Após uma intensa agenda de leilões de rodovias nos últimos anos, 2026 deverá marcar a retomada das licitações de ferrovias. 

Pelo menos essa é a expectativa do Governo e da Agência Nacional dos Transportes Terrestres (ANTT), que participa da estruturação dos projetos e conduz os processos competitivos. 

“Acredito que vamos conseguir fazer este ano a Estrada de Ferro 118 e também o chamamento público da Minas-Rio. Os dois terão interessados, e tudo indica que novos entrantes também,” Guilherme Theo Sampaio, o diretor-geral da ANTT, disse ao Brazil Journal

Segundo ele, a EF-118, um projeto que combina implementação de novos trilhos (greenfield) e trechos preexistentes para conectar o Porto do Açu (RJ) a Santa Leopoldina (ES), com capex de R$ 6,6 bilhões, está atraindo “um perfil mais de construtoras.”

Já o corredor Minas-Rio deve atrair “usuários que já estão na malha” e têm interesse em transportar sua carga, como mineradores e players do agronegócio, por exemplo. 
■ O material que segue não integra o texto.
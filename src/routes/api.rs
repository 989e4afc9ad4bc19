//! `/api/hello`: the relay endpoint the page's probe calls.

use axum::{extract::State, http::StatusCode, Json};
use serde_json::Value;
use tracing::instrument;

use crate::state::AppState;

/// Forward to the backend and pass its body through, or answer 502.
#[instrument(name = "api::hello", skip(state))]
pub async fn hello(State(state): State<AppState>) -> (StatusCode, Json<Value>) {
    let (status, body) = state.relay.exchange().await;
    (status, Json(body))
}
use reqwest::Url;
use tera::Tera;

use crate::config::TEMPLATE_GLOB;
use crate::error::AppError;

/// Initialize the Tera template engine
pub fn init_templates() -> Result<Tera, AppError> {
    let mut tera = Tera::new(TEMPLATE_GLOB)?;

    tera.register_filter("url_host", url_host_filter);

    Ok(tera)
}

/// Host part of an http(s) URL, e.g. "http://10.0.2.20:8000/x" -> "10.0.2.20"
fn url_host_filter(
    value: &tera::Value,
    _args: &std::collections::HashMap<String, tera::Value>,
) -> tera::Result<tera::Value> {
    let s = value
        .as_str()
        .ok_or_else(|| tera::Error::msg("url_host filter expects a string"))?;

    let host = url_host(s).ok_or_else(|| tera::Error::msg(format!("no host in URL \"{}\"", s)))?;
    Ok(tera::Value::String(host))
}

fn url_host(url: &str) -> Option<String> {
    Url::parse(url)
        .ok()
        .and_then(|u| u.host_str().map(str::to_string))
}
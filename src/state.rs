//! Shared application state for request handlers.

use std::sync::Arc;
use tera::Tera;

use crate::config::AppConfig;
use crate::relay::Relay;

/// Shared application state, cloneable across handlers via Arc-wrapped fields.
///
/// Holds only read-only data and the relay's HTTP client. Page state (probe,
/// snippet focus, lightbox) is built fresh for every request.
#[derive(Clone)]
pub struct AppState {
    pub config: Arc<AppConfig>,
    pub tera: Arc<Tera>,
    pub relay: Relay,
}

impl AppState {
    pub fn new(config: AppConfig, tera: Tera, relay: Relay) -> Self {
        Self {
            config: Arc::new(config),
            tera: Arc::new(tera),
            relay,
        }
    }

    /// Canned message for a failed probe in the configured deployment mode.
    pub fn probe_failure_message(&self) -> &str {
        self.config.probe.failure_for(self.config.deploy.source)
    }
}
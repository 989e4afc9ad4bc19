//! Same-origin relay to the private backend.
//!
//! The page cannot reach the backend directly (it lives in a private subnet), so
//! `/api/hello` on this service forwards the request to the configured backend.
//! Every backend-side failure, whether a non-2xx status, a network error or a
//! body that is not JSON, is normalized to `502 {"error": "..."}`.

use std::time::Duration;

use async_trait::async_trait;
use http::StatusCode;
use serde_json::{json, Value};
use tracing::instrument;

use crate::config::{BackendConfig, ConfigError};
use crate::ui::probe::{ProbeResponse, ProbeTransport, TransportError};

/// Error body returned to the page for any backend failure.
pub const RELAY_ERROR_MESSAGE: &str = "Failed to connect to backend";

#[derive(Debug, thiserror::Error)]
pub enum RelayError {
    #[error("invalid backend configuration: {0}")]
    Config(#[from] ConfigError),

    #[error("backend request failed: {0}")]
    Request(#[from] reqwest::Error),

    #[error("backend responded with {0}")]
    Status(StatusCode),
}

/// HTTP client bound to the backend liveness endpoint.
#[derive(Clone, Debug)]
pub struct Relay {
    client: reqwest::Client,
    hello_url: reqwest::Url,
}

impl Relay {
    pub fn new(config: &BackendConfig) -> Result<Self, RelayError> {
        let client = reqwest::Client::builder()
            .timeout(Duration::from_secs(config.timeout_seconds))
            .build()?;

        Ok(Self {
            client,
            hello_url: config.hello_url()?,
        })
    }

    pub fn hello_url(&self) -> &str {
        self.hello_url.as_str()
    }

    /// Fetch the backend's liveness body.
    #[instrument(name = "relay::forward", skip(self), fields(url = %self.hello_url))]
    pub async fn forward(&self) -> Result<Value, RelayError> {
        let response = self
            .client
            .get(self.hello_url.clone())
            .header(http::header::CACHE_CONTROL, "no-store")
            .send()
            .await?;

        let status = response.status();
        if !status.is_success() {
            return Err(RelayError::Status(status));
        }

        let body = response.json::<Value>().await?;
        tracing::debug!(%status, "Backend responded");
        Ok(body)
    }

    /// Status and JSON body to hand back to the page.
    pub async fn exchange(&self) -> (StatusCode, Value) {
        match self.forward().await {
            Ok(body) => (StatusCode::OK, body),
            Err(e) => {
                tracing::error!(error = %e, url = %self.hello_url, "Backend fetch error");
                (
                    StatusCode::BAD_GATEWAY,
                    json!({ "error": RELAY_ERROR_MESSAGE }),
                )
            }
        }
    }
}

/// Server-side probes go through the relay in-process, seeing exactly what
/// `/api/hello` would answer.
#[async_trait]
impl ProbeTransport for Relay {
    async fn fetch(&self) -> Result<ProbeResponse, TransportError> {
        let (status, body) = self.exchange().await;
        let body = serde_json::to_vec(&body).map_err(|e| TransportError(e.to_string()))?;
        Ok(ProbeResponse::new(status, body))
    }
}

/// Transport for the static export, where no relay route exists.
#[derive(Debug, Clone, Copy)]
pub struct StaticExport;

#[async_trait]
impl ProbeTransport for StaticExport {
    async fn fetch(&self) -> Result<ProbeResponse, TransportError> {
        Ok(ProbeResponse::new(StatusCode::NOT_FOUND, Vec::new()))
    }
}
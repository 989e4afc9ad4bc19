//! Tabbed screenshot gallery and the lightbox overlay on top of it.
//!
//! The gallery only tracks which tab is displayed. The lightbox holds at most
//! one enlarged image; selecting another replaces it, and it is cleared by the
//! close button or a click on the backdrop, never by a click on the image.

use serde::{Deserialize, Serialize};

/// Highlight colour of a gallery tab.
#[derive(Debug, Clone, Copy, PartialEq, Eq, Serialize)]
#[serde(rename_all = "lowercase")]
pub enum Accent {
    Purple,
    Blue,
    Green,
}

#[derive(Debug, Clone, Copy, PartialEq, Eq, Serialize)]
pub struct Screenshot {
    pub title: &'static str,
    pub description: &'static str,
    pub src: &'static str,
}

#[derive(Debug, Clone, Copy, PartialEq, Eq, Serialize)]
pub struct GalleryTab {
    pub id: &'static str,
    pub label: &'static str,
    pub accent: Accent,
    pub shots: &'static [Screenshot],
}

impl GalleryTab {
    /// Reference to one of this tab's images.
    pub fn image(&'static self, src: &str) -> Option<ImageRef> {
        self.shots
            .iter()
            .find(|shot| shot.src == src)
            .map(|shot| ImageRef { tab: self, shot })
    }
}

/// An image as selected from a specific tab.
#[derive(Debug, Clone, Copy, PartialEq, Eq, Serialize)]
pub struct ImageRef {
    #[serde(serialize_with = "serialize_tab_id")]
    tab: &'static GalleryTab,
    shot: &'static Screenshot,
}

fn serialize_tab_id<S: serde::Serializer>(
    tab: &&'static GalleryTab,
    serializer: S,
) -> Result<S::Ok, S::Error> {
    serializer.serialize_str(tab.id)
}

impl ImageRef {
    pub fn tab_id(&self) -> &'static str {
        self.tab.id
    }

    pub fn src(&self) -> &'static str {
        self.shot.src
    }
}

/// Which tab of the gallery is displayed.
#[derive(Debug, Clone)]
pub struct Gallery {
    tabs: &'static [GalleryTab],
    active: usize,
}

impl Gallery {
    /// Gallery showing its first tab.
    ///
    /// # Panics
    ///
    /// If `tabs` is empty.
    pub fn new(tabs: &'static [GalleryTab]) -> Self {
        assert!(!tabs.is_empty(), "gallery needs at least one tab");
        Self { tabs, active: 0 }
    }

    pub fn tabs(&self) -> &'static [GalleryTab] {
        self.tabs
    }

    pub fn active_tab(&self) -> &'static GalleryTab {
        let tabs = self.tabs;
        &tabs[self.active]
    }

    /// Display the tab with `id`. Unknown ids leave the gallery unchanged.
    pub fn show_tab(&mut self, id: &str) -> Option<&'static GalleryTab> {
        let index = self.tabs.iter().position(|tab| tab.id == id)?;
        self.active = index;
        Some(self.active_tab())
    }
}

/// Where a click on the open overlay landed. Read from the `close` query
/// parameter as `button`, `backdrop` or `image`.
#[derive(Debug, Clone, Copy, PartialEq, Eq, Deserialize)]
#[serde(rename_all = "lowercase")]
pub enum OverlayClick {
    #[serde(rename = "button")]
    CloseButton,
    Backdrop,
    Image,
}

#[derive(Debug, Clone, Default)]
pub struct ImageLightbox {
    current: Option<ImageRef>,
}

impl ImageLightbox {
    pub fn new() -> Self {
        Self::default()
    }

    /// Enlarge `image`, replacing whatever was shown.
    pub fn select(&mut self, image: ImageRef) {
        tracing::debug!(tab = image.tab_id(), src = image.src(), "Lightbox opened");
        self.current = Some(image);
    }

    pub fn dismiss(&mut self) {
        if self.current.take().is_some() {
            tracing::debug!("Lightbox dismissed");
        }
    }

    /// Route a click on the overlay. Clicks on the image itself keep it open.
    pub fn handle(&mut self, click: OverlayClick) {
        match click {
            OverlayClick::CloseButton | OverlayClick::Backdrop => self.dismiss(),
            OverlayClick::Image => {}
        }
    }

    pub fn current(&self) -> Option<&ImageRef> {
        self.current.as_ref()
    }

    pub fn is_open(&self) -> bool {
        self.current.is_some()
    }
}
O Minas-Rio prevê reativação de dois trechos inoperantes concessionados à VLI e sua conexão a um ramal ativo para ligar o centro logístico Porto Seco Sul, em Varginha (MG), ao Porto de Angra dos Reis (RJ).

Entre estrangeiros que analisam os projetos, além de chineses, há mexicanos, que eventualmente poderiam se consorciar com grupos locais, segundo Sampaio.

O Grupo México, uma das maiores empresas de infraestrutura da América Latina, disse nesta semana que avalia o setor de ferrovias no Brasil e está estudando a aquisição de participação em um ativo.

No mercado, porém, há algum ceticismo – uma fonte de importante player de infraestrutura disse avaliar que o “grande trunfo – e talvez o único” do Governo para os leilões ferroviários será atrair gigantes chinesas.

Para Sampaio, esse receio é natural, dado a complexidade dos projetos. “Tem um alto capital investido, é praticamente cinco vezes mais caro um quilômetro de ferrovias que um km de rodovias. Mas vai dar certo, vai caminhar, sim.” 

“Nós vamos somar 26 concessões de rodovias (realizadas nos últimos quatro anos), mais duas de ferrovias, vai dar 28. É praticamente um leilão a cada dois meses. Isso é muita coisa.”

Diretor da ANTT desde 2021, Sampaio assumiu a diretoria-geral no ano passado e tem mandato até 2030. Como seguirá no cargo seja qual for o resultado das eleições, ele já trabalha de olho em 2027.

“Para o ano que vem, vamos ter endereçados pelo menos quatro a cinco leilões de rodovias no primeiro semestre. Mais pelo menos dois, três leilões de ferrovias já engatilhados. Como é uma agenda de Estado, ela continua.”

A projeção é de que o País chegue ao final de 2026 com 25 mil quilômetros em rodovias concedidas, o que representa um terço da malha pública federal sob gestão da iniciativa privada.

“Quando eu entrei na agência, em 2021, nós tínhamos 12 mil quilômetros. É o maior programa (de concessões) do mundo, tirando o chinês, que não se compara,” disse Sampaio. “O País vai ver, sem sombra de dúvidas, nos próximos dez anos, o maior ciclo de investimentos privados da história.”